Jennas Herz schlug ihr bis zum Hals. Die ganze Unterhaltung über hatte Liam so gut wie gar nichts gesagt, nicht auf ihr Geständnis reagiert, was ihr erneut einen Stich gegeben hatte. Andererseits konnte sie ja auch froh sein, dass er es nicht als Absurdität abgetan oder ihr erklärt hatte, dass er sie gewarnt hatte.

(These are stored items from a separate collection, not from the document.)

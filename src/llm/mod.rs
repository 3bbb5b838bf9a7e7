//! LLM provider abstraction used by the chunk summarizer.
//!
//! Providers are reached over plain HTTP with `reqwest`. Each client reports up front whether
//! it will honor a response schema ([`OutputMode::Schema`]) or only return free text
//! ([`OutputMode::Plain`]); the mode is fixed when the client is built and never probed at
//! call time.

mod ollama;
mod openai;

use std::sync::Arc;
use std::time::Duration;

use crate::config::{Config, LlmProvider};
use async_trait::async_trait;
use reqwest::StatusCode;
use serde_json::Value;
use thiserror::Error;

pub use ollama::OllamaClient;
pub use openai::OpenAiClient;

/// Errors surfaced by LLM providers.
#[derive(Debug, Error)]
pub enum LlmClientError {
    /// Provider could not be reached or the client could not be built.
    #[error("LLM provider unavailable: {0}")]
    ProviderUnavailable(String),
    /// Provider rejected the request because of rate limiting.
    #[error("LLM provider rate limited the request: {0}")]
    RateLimited(String),
    /// Request did not complete within the configured timeout.
    #[error("LLM request timed out: {0}")]
    Timeout(String),
    /// Provider returned an error response.
    #[error("Failed to generate content: {0}")]
    GenerationFailed(String),
    /// Provider response could not be decoded.
    #[error("Malformed provider response: {0}")]
    InvalidResponse(String),
}

/// How a client returns content.
#[derive(Debug, Clone, Copy, PartialEq, Eq)]
pub enum OutputMode {
    /// Free text only; response schemas are ignored.
    Plain,
    /// JSON constrained by the response schema attached to the request.
    Schema,
}

impl OutputMode {
    /// Select the mode from the `LLM_STRUCTURED_OUTPUT` flag.
    pub fn from_flag(structured: bool) -> Self {
        if structured { Self::Schema } else { Self::Plain }
    }
}

/// Prompt pair and decoding options sent to a provider.
#[derive(Debug, Clone)]
pub struct GenerationRequest {
    /// Instructions placed in the provider's system slot.
    pub system_prompt: String,
    /// User turn content.
    pub user_prompt: String,
    /// JSON schema for the reply; only honored by [`OutputMode::Schema`] clients.
    pub response_schema: Option<Value>,
    /// Sampling temperature.
    pub temperature: f32,
}

/// Raw provider reply.
#[derive(Debug, Clone)]
pub struct Generation {
    /// Reply text (a JSON document when a schema was honored).
    pub text: String,
    /// Model that produced the reply.
    pub model: String,
}

/// Interface implemented by LLM providers.
#[async_trait]
pub trait LlmClient: Send + Sync {
    /// Provider label reported in health payloads.
    fn provider_name(&self) -> &str {
        "custom"
    }

    /// Model identifier requests are sent to.
    fn model_name(&self) -> &str;

    /// Output capability fixed at construction.
    fn output_mode(&self) -> OutputMode;

    /// Generate content for a single system/user prompt pair.
    async fn generate(&self, request: GenerationRequest) -> Result<Generation, LlmClientError>;
}

/// Build the LLM client selected by configuration.
pub fn get_llm_client(config: &Config) -> Result<Arc<dyn LlmClient>, LlmClientError> {
    let mode = OutputMode::from_flag(config.llm_structured_output);
    let timeout = Duration::from_secs(config.llm_timeout_secs.max(1));
    tracing::info!(
        provider = config.llm_provider.label(),
        model = %config.llm_model,
        ?mode,
        "Initializing LLM client"
    );
    match config.llm_provider {
        LlmProvider::Ollama => Ok(Arc::new(OllamaClient::new(
            config.ollama_url.clone(),
            config.llm_model.clone(),
            mode,
            timeout,
        )?)),
        LlmProvider::OpenAI => {
            let api_key = config.openai_api_key.clone().ok_or_else(|| {
                LlmClientError::ProviderUnavailable("OPENAI_API_KEY is not set".into())
            })?;
            Ok(Arc::new(OpenAiClient::new(
                config.openai_base_url.clone(),
                api_key,
                config.llm_model.clone(),
                mode,
                timeout,
            )?))
        }
    }
}

fn build_http_client(timeout: Duration) -> Result<reqwest::Client, LlmClientError> {
    reqwest::Client::builder()
        .user_agent(concat!("pdfdigest/", env!("CARGO_PKG_VERSION")))
        .timeout(timeout)
        .build()
        .map_err(|error| {
            LlmClientError::ProviderUnavailable(format!("failed to build HTTP client: {error}"))
        })
}

fn map_send_error(provider: &str, endpoint: &str, error: reqwest::Error) -> LlmClientError {
    if error.is_timeout() {
        LlmClientError::Timeout(format!("{provider} request to {endpoint} timed out"))
    } else {
        LlmClientError::ProviderUnavailable(format!(
            "failed to reach {provider} at {endpoint}: {error}"
        ))
    }
}

fn map_error_status(provider: &str, status: StatusCode, body: String) -> LlmClientError {
    match status {
        StatusCode::TOO_MANY_REQUESTS => {
            LlmClientError::RateLimited(format!("{provider} returned {status}: {body}"))
        }
        StatusCode::NOT_FOUND => {
            LlmClientError::ProviderUnavailable(format!("{provider} returned {status}: {body}"))
        }
        StatusCode::REQUEST_TIMEOUT | StatusCode::GATEWAY_TIMEOUT => {
            LlmClientError::Timeout(format!("{provider} returned {status}"))
        }
        _ => LlmClientError::GenerationFailed(format!("{provider} returned {status}: {body}")),
    }
}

Gleichzeitig fühlte sie aber eine Erleichterung. Auch wenn es schwierig war, sich damit abzufinden, dass Liam tatsächlich niemals das für sie empfunden hatte, wie sie für ihn, war es doch gut zu wissen, was Sache war. Freunde. Sie waren Freunde und würden niemals mehr sein. Eine Zukunft ohne Liam als Partner an ihrer Seite war beinahe unvorstellbar für sie. Doch sie war immer noch besser, als ihn gar nicht mehr in ihrem Leben zu haben. Und genau denselben Gedanken hatte Liam auch.

Lieber hatte er Jenna als Freundin an seiner Seite, konnte ihr über schwierige Zeiten hinweg helfen, als am Ende selber derjenige zu sein, der die schwierige Zeit verursachte. Ein Leben als Freunde war definitiv besser als ein Leben ohne einander. Wenn es nur so leicht wäre, dass dem Herzen genau so schnell klar zu machen wie dem Verstand.